Both of ReGen’s home state New Jersey U.S. senators and two of its congressmen had written and called FDA over two years to unblock the protracted and tortured Menaflex review. Always at issue was whether the device should have gone through premarket approval instead of cleared via a 510(k).


In a lucid illustration of what can happen when the proverbial fox is sent in to guard the chicken coop, Republican commissioner Andrew von Eschenbach and CDRH director Daniel Schultz acceded to the pressure and the clearance was pushed through over staff reviewers’ objections.


The Menaflex 510(k) submission listed 11 predicate devices—an indication of what critics have termed “predicate creep”—but none of them satisfied the reviewers, who continued to complain that ReGen “did not provide adequate preclinical mechanical testing data to clearly demonstrate safety against mechanical failure of the [collagen scaffold] device.”


Belatedly agreeing with them after nearly two years of intensive internal self-examination, FDA this past October issued its historic “we were wrong” admission. It based this conclusion on a reevaluation of the scientific evidence undertaken after a September 2009 internal report identified problems in the clearance—problems that included political interference. FDA’s admission came just as Washington was abuzz with reviews of a new book by Harvard University government professor Daniel Carpenter, Reputation and Power, which analyzes the etiology of FDA’s Bush-era reputation dive.

In a statement on CDRH’s announcement, ReGen said that the center’s decision “that the device has a new intended use four years after two senior CDRH officials informed the company that the device could be reviewed through the 510(k) is totally unbelievable.”

Quoting chairman and CEO Gerald E. Bisbee, the ReGen statement went on: “Even more incredible is that they arrived at that conclusion after the second Orthopedic Advisory Panel of independent experts chosen by FDA was specifically asked about the intended use of the device and confirmed that it functioned like predicates. When they received that answer from the panel, CDRH repeated the same question three additional times in order to try to get the answer that they apparently wanted, but they did not.”

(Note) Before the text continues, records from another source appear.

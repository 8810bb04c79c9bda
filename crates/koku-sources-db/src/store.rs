//! Source record store.
//!
//! Every mutation of persisted source state goes through [`SourceStore`].
//! Each operation is individually atomic and idempotent, so workers can
//! redeliver the same event without creating a second record or clearing
//! a flag twice.

use async_trait::async_trait;
use tracing::{debug, instrument};
use uuid::Uuid;

use crate::error::{DbError, DbResult};
use crate::models::{SourceRecord, SourceType};
use crate::pool::DbPool;

/// Durable store of known sources and their pending operations.
#[async_trait]
pub trait SourceStore: Send + Sync + 'static {
    /// Create a bare pending record if absent.
    ///
    /// An existing record is left as is apart from its offset, which only
    /// moves forward. Returns true if a record was created.
    async fn upsert_pending_create(
        &self,
        source_id: i64,
        auth_header: Option<&str>,
        offset: i64,
    ) -> DbResult<bool>;

    /// Flag a provisioned source for update.
    ///
    /// Returns false when the source is unknown or not yet provisioned.
    async fn mark_pending_update(&self, source_id: i64, offset: i64) -> DbResult<bool>;

    /// Flag a source for deletion. Returns false when the source is unknown.
    async fn mark_pending_delete(&self, source_id: i64, offset: i64) -> DbResult<bool>;

    /// Store name, type and endpoint resolved from the source registry.
    async fn set_type_and_context(
        &self,
        source_id: i64,
        name: &str,
        source_type: SourceType,
        endpoint_id: i64,
    ) -> DbResult<()>;

    /// Store the credential payload.
    async fn set_authentication(
        &self,
        source_id: i64,
        authentication: &serde_json::Value,
    ) -> DbResult<()>;

    /// Store the billing location payload.
    async fn set_billing_source(
        &self,
        source_id: i64,
        billing_source: &serde_json::Value,
    ) -> DbResult<()>;

    /// Record the provider UUID after a successful create; clears `pending_create`.
    async fn set_provider_uuid(&self, source_id: i64, provider_uuid: Uuid) -> DbResult<()>;

    /// Clear `pending_update` after a successful update.
    async fn clear_update_flag(&self, source_id: i64) -> DbResult<()>;

    /// Remove the record after a successful destroy.
    ///
    /// Returns true if a record was removed.
    async fn remove(&self, source_id: i64) -> DbResult<bool>;

    /// Fetch the current record.
    async fn get(&self, source_id: i64) -> DbResult<Option<SourceRecord>>;

    /// All records with any pending flag, ordered by source ID.
    async fn load_pending(&self) -> DbResult<Vec<SourceRecord>>;

    /// Resolved type of a source, if the source is known.
    async fn lookup_source_type(&self, source_id: i64) -> DbResult<Option<SourceType>>;

    /// Source that owns a registry endpoint.
    async fn lookup_source_for_endpoint(&self, endpoint_id: i64) -> DbResult<Option<i64>>;
}

/// PostgreSQL-backed [`SourceStore`].
///
/// Concurrency control is left to PostgreSQL: every operation is one
/// statement, so concurrent writers serialize on the row lock.
#[derive(Debug, Clone)]
pub struct PgSourceStore {
    pool: DbPool,
}

impl PgSourceStore {
    /// Create a store over the given pool.
    #[must_use]
    pub fn new(pool: DbPool) -> Self {
        Self { pool }
    }

    /// Borrow the underlying pool.
    #[must_use]
    pub fn pool(&self) -> &DbPool {
        &self.pool
    }
}

fn require_row(source_id: i64, matched: bool) -> DbResult<()> {
    if matched {
        Ok(())
    } else {
        Err(DbError::NotFound(source_id))
    }
}

#[async_trait]
impl SourceStore for PgSourceStore {
    #[instrument(skip(self, auth_header))]
    async fn upsert_pending_create(
        &self,
        source_id: i64,
        auth_header: Option<&str>,
        offset: i64,
    ) -> DbResult<bool> {
        let created =
            SourceRecord::insert_if_absent(self.pool.inner(), source_id, auth_header, offset)
                .await?;
        debug!(created, "Upserted pending source");
        Ok(created)
    }

    #[instrument(skip(self))]
    async fn mark_pending_update(&self, source_id: i64, offset: i64) -> DbResult<bool> {
        Ok(SourceRecord::flag_update(self.pool.inner(), source_id, offset).await?)
    }

    #[instrument(skip(self))]
    async fn mark_pending_delete(&self, source_id: i64, offset: i64) -> DbResult<bool> {
        Ok(SourceRecord::flag_delete(self.pool.inner(), source_id, offset).await?)
    }

    #[instrument(skip(self))]
    async fn set_type_and_context(
        &self,
        source_id: i64,
        name: &str,
        source_type: SourceType,
        endpoint_id: i64,
    ) -> DbResult<()> {
        let matched = SourceRecord::update_context(
            self.pool.inner(),
            source_id,
            name,
            source_type,
            endpoint_id,
        )
        .await?;
        require_row(source_id, matched)
    }

    #[instrument(skip(self, authentication))]
    async fn set_authentication(
        &self,
        source_id: i64,
        authentication: &serde_json::Value,
    ) -> DbResult<()> {
        let matched =
            SourceRecord::update_authentication(self.pool.inner(), source_id, authentication)
                .await?;
        require_row(source_id, matched)
    }

    #[instrument(skip(self, billing_source))]
    async fn set_billing_source(
        &self,
        source_id: i64,
        billing_source: &serde_json::Value,
    ) -> DbResult<()> {
        let matched =
            SourceRecord::update_billing_source(self.pool.inner(), source_id, billing_source)
                .await?;
        require_row(source_id, matched)
    }

    #[instrument(skip(self))]
    async fn set_provider_uuid(&self, source_id: i64, provider_uuid: Uuid) -> DbResult<()> {
        let matched =
            SourceRecord::update_provider_uuid(self.pool.inner(), source_id, provider_uuid)
                .await?;
        require_row(source_id, matched)
    }

    #[instrument(skip(self))]
    async fn clear_update_flag(&self, source_id: i64) -> DbResult<()> {
        Ok(SourceRecord::clear_update(self.pool.inner(), source_id).await?)
    }

    #[instrument(skip(self))]
    async fn remove(&self, source_id: i64) -> DbResult<bool> {
        Ok(SourceRecord::delete(self.pool.inner(), source_id).await?)
    }

    async fn get(&self, source_id: i64) -> DbResult<Option<SourceRecord>> {
        Ok(SourceRecord::find_by_source_id(self.pool.inner(), source_id).await?)
    }

    async fn load_pending(&self) -> DbResult<Vec<SourceRecord>> {
        Ok(SourceRecord::list_pending(self.pool.inner()).await?)
    }

    async fn lookup_source_type(&self, source_id: i64) -> DbResult<Option<SourceType>> {
        Ok(SourceRecord::find_source_type(self.pool.inner(), source_id).await?)
    }

    async fn lookup_source_for_endpoint(&self, endpoint_id: i64) -> DbResult<Option<i64>> {
        Ok(SourceRecord::find_source_id_by_endpoint(self.pool.inner(), endpoint_id).await?)
    }
}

Bisbee in the statement also charged the agency with creating “storylines about the review process to discredit this clearance” and taking “numerous actions that are illegal and well outside its existing statutory authority.”

He accused the agency of having a “political agenda” and charged that its “patently false allegations that our company employed undue political influence to secure Menaflex’s clearance” were shown in the chronology of the matter to be the opposite of the truth. He said the company “is evaluating its options in response to FDA’s intention to rescind its U.S. clearance,” hinting that it might leave the United States to concentrate on markets where the Meneflex product “has been well received.”


Carpenter could have made much of the Menaflex case, but it came too late. Instead he had to content himself with other examples of FDA losing its reputation and consequently much of its effective power—such as the politically influenced Plan B “morning after” emergency contraceptive.

FDA’s decision to rescind Menaflex’s 510(k) is not without its problems (see the company’s response in the sidebar). For one, the agency does not have explicit authority to rescind 510(k)s, although it says it has done so about 100 times. On January 16, 2001, in the final days of the Clinton administration, it proposed to give itself such explicit authority in a Federal Register notice that responded to a Health Industry Manufacturers Association (now AdvaMed) petition asking it to formally declare that it has no such authority.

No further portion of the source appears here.